Introduction. Metabolic syndrome (MetS) is often associated with male hypogonadism. Despite the well-known link, the role of testosterone replacement therapy (TRT) in MetS has not been completely clarified.
Aim. To systematically analyse the relationship between androgen levels and MetS we performed a review and meta-analyses of available prospective and cross-sectional studies. In addition, a specific meta-analysis on the metabolic effects of TRT in available randomized clinical trials (RCTs) was also performed.

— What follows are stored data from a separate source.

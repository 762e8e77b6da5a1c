//! Error types for modcon-calc

use thiserror::Error;

/// Scaling pipeline errors
#[derive(Debug, Error)]
pub enum CalcError {
    #[error("Equation error: {0}")]
    Equation(String),

    #[error("Bitmask error: {0}")]
    Bitmask(String),

    #[error("Value error: {0}")]
    Value(String),
}

impl CalcError {
    pub fn equation(msg: impl Into<String>) -> Self {
        Self::Equation(msg.into())
    }

    pub fn bitmask(msg: impl Into<String>) -> Self {
        Self::Bitmask(msg.into())
    }

    pub fn value(msg: impl Into<String>) -> Self {
        Self::Value(msg.into())
    }
}

pub type Result<T> = std::result::Result<T, CalcError>;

Methods. An extensive Medline search was performed including the following words “testosterone,”“metabolic syndrome,” and “males”.
Main Outcome Measures. Out of 323 retrieved articles, 302 articles were excluded for different reasons. Among the 20 published studies included, 13, 3, and 4 were cross-sectional, longitudinal, and RCTs, respectively. Another unpublished RCT was retrieved on http://www.clinicaltrials.gov.

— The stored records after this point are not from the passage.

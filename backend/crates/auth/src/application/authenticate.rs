//! Authenticate Use Case
//!
//! Requires a valid token on the request and derives the caller identity.

use axum::http::HeaderMap;

use crate::application::config::AuthConfig;
use crate::application::verify_token::TokenVerifier;
use crate::domain::identity::Identity;
use crate::error::{AuthError, AuthResult};

/// Authenticate Use Case
#[derive(Clone)]
pub struct AuthenticateUseCase {
    verifier: TokenVerifier,
    admin_group_name: String,
}

impl AuthenticateUseCase {
    pub fn new(config: &AuthConfig) -> Self {
        Self {
            verifier: TokenVerifier::new(&config.jwt_secret),
            admin_group_name: config.admin_group_name.clone(),
        }
    }

    /// Authenticate a request; anonymous requests are rejected
    pub fn execute(&self, headers: &HeaderMap) -> AuthResult<Identity> {
        let claims = self.verifier.verify(headers)?.ok_or(AuthError::MissingToken)?;
        Ok(Identity::new(claims, &self.admin_group_name))
    }
}
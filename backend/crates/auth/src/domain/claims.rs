//! Identity Claims
//!
//! Payload of a verified bearer token.

use serde::{Deserialize, Deserializer, Serialize};

/// Claims carried by tokens from the identity system
///
/// `groups` tolerates an explicit `null`, which some issuers emit for
/// users without any group membership.
#[derive(Debug, Clone, PartialEq, Eq, Serialize, Deserialize)]
pub struct Claims {
    /// Subject (the caller's user id)
    pub id: String,
    #[serde(default)]
    pub email: String,
    #[serde(default, deserialize_with = "null_as_empty")]
    pub groups: Vec<String>,
    /// Expiry, seconds since the Unix epoch
    pub exp: i64,
}

impl Claims {
    /// Whether the claims list `group` among their memberships
    pub fn in_group(&self, group: &str) -> bool {
        self.groups.iter().any(|g| g == group)
    }
}

fn null_as_empty<'de, D>(deserializer: D) -> Result<Vec<String>, D::Error>
where
    D: Deserializer<'de>,
{
    Ok(Option::<Vec<String>>::deserialize(deserializer)?.unwrap_or_default())
}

Results. MetS patients showed significantly lower T plasma levels, as compared with healthy individuals. Similar results were obtained when MetS subjects with and without erectile dysfunction were analyzed separately or when NCEP-ATPIII MetS criteria were compared with other definitions. Meta-regression analysis demonstrated that type 2 diabetes (T2DM) increased the MetS-associated T fall. In a multiple regression model, after adjusting for age and BMI, both T2DM and MetS independently predicted low testosterone (adj. r = −0.752; P < 0.001 and −0.271; P < 0.05, respectively). Analysis of longitudinal studies demonstrated that baseline testosterone was significantly lower among patients with incident MetS in comparison with controls (2.17 [−2.41;−1.94] nmol/L; P < 0.0001). Combining the results of RCTs, TRT was associated with a significant reduction of fasting plasma glucose, homeostatic model assessment index, triglycerides, and waist circumference. In addition, an increase of high-density lipoprotein cholesterol was also observed.

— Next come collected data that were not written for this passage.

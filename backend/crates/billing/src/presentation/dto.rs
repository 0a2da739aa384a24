//! API DTOs (Data Transfer Objects)

use crate::domain::entities::Subscription;
use chrono::{DateTime, Utc};
use kernel::id::SubscriptionId;
use serde::{Deserialize, Serialize};

/// Body of PUT /subscriptions/{type}
#[derive(Debug, Clone, Default, Serialize, Deserialize)]
pub struct SubscriptionRequest {
    #[serde(default)]
    pub plan: String,
    /// Client-side processor token
    #[serde(default)]
    pub stripe_key: String,
}

/// Query of GET /subscriptions/{type}
#[derive(Debug, Clone, Default, Deserialize)]
pub struct ViewQuery {
    /// Owner to look up (admins only when not the caller)
    #[serde(default)]
    pub user_id: Option<String>,
}

/// Subscription as returned to clients
#[derive(Debug, Clone, PartialEq, Serialize, Deserialize)]
pub struct SubscriptionResponse {
    pub id: SubscriptionId,
    #[serde(rename = "type")]
    pub kind: String,
    pub user_id: String,
    pub remote_id: String,
    pub plan: String,
    pub created_at: DateTime<Utc>,
    pub updated_at: DateTime<Utc>,
}

impl From<Subscription> for SubscriptionResponse {
    fn from(s: Subscription) -> Self {
        Self {
            id: s.id,
            kind: s.kind,
            user_id: s.user_id,
            remote_id: s.remote_id,
            plan: s.plan,
            created_at: s.created_at,
            updated_at: s.updated_at,
        }
    }
}

/// Response for GET /
#[derive(Debug, Clone, Serialize, Deserialize)]
pub struct HelloResponse {
    pub version: String,
    pub application: String,
}
//! Request Context Middleware

use crate::presentation::context::RequestContext;
use crate::presentation::handlers::BillingAppState;
use crate::domain::repository::BillingRepository;
use axum::body::Body;
use axum::extract::State;
use axum::http::Request;
use axum::middleware::Next;
use axum::response::{IntoResponse, Response};
use std::time::Instant;
use tracing::Instrument;
use tracing::field::Empty;
use uuid::Uuid;

/// Authenticate the caller and attach a [`RequestContext`] to the request
///
/// Runs in front of every protected route. Authentication failures are
/// written as the response and the handler never runs.
pub async fn populate_context<R>(
    State(state): State<BillingAppState<R>>,
    mut req: Request<Body>,
    next: Next,
) -> Response
where
    R: BillingRepository,
{
    let request_id = Uuid::new_v4();
    let started_at = Instant::now();
    let span = tracing::info_span!(
        "request",
        %request_id,
        method = %req.method(),
        path = %req.uri().path(),
        is_admin = Empty,
        user_id = Empty,
    );

    let response = async move {
        tracing::info!("Started request");

        let identity = match state.authenticator.execute(req.headers()) {
            Ok(identity) => identity,
            Err(e) => return e.into_response(),
        };

        let span = tracing::Span::current();
        span.record("is_admin", identity.is_admin);
        span.record("user_id", identity.user_id());

        req.extensions_mut().insert(RequestContext {
            request_id,
            started_at,
            config: state.config.clone(),
            identity,
            span,
            repo: state.repo.clone(),
            payer: state.payer.clone(),
        });

        next.run(req).await
    }
    .instrument(span.clone())
    .await;

    span.in_scope(|| {
        tracing::info!(
            status = response.status().as_u16(),
            duration_ns = started_at.elapsed().as_nanos() as u64,
            "Completed request"
        );
    });

    response
}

Conclusions. The meta-analysis of the available cross-sectional data suggests that MetS can be considered an independent association of male hypogonadism. Although only few RCTs have been reported, TRT seems to improve metabolic control, as well as central obesity. Corona G, Monami M, Rastrelli G, Aversa A, Tishova Y, Saad F, Lenzi A, Forti G, Mannucci E, and Maggi M. Testosterone and metabolic syndrome: A meta-analysis study. J Sex Med 2011;8:272–283.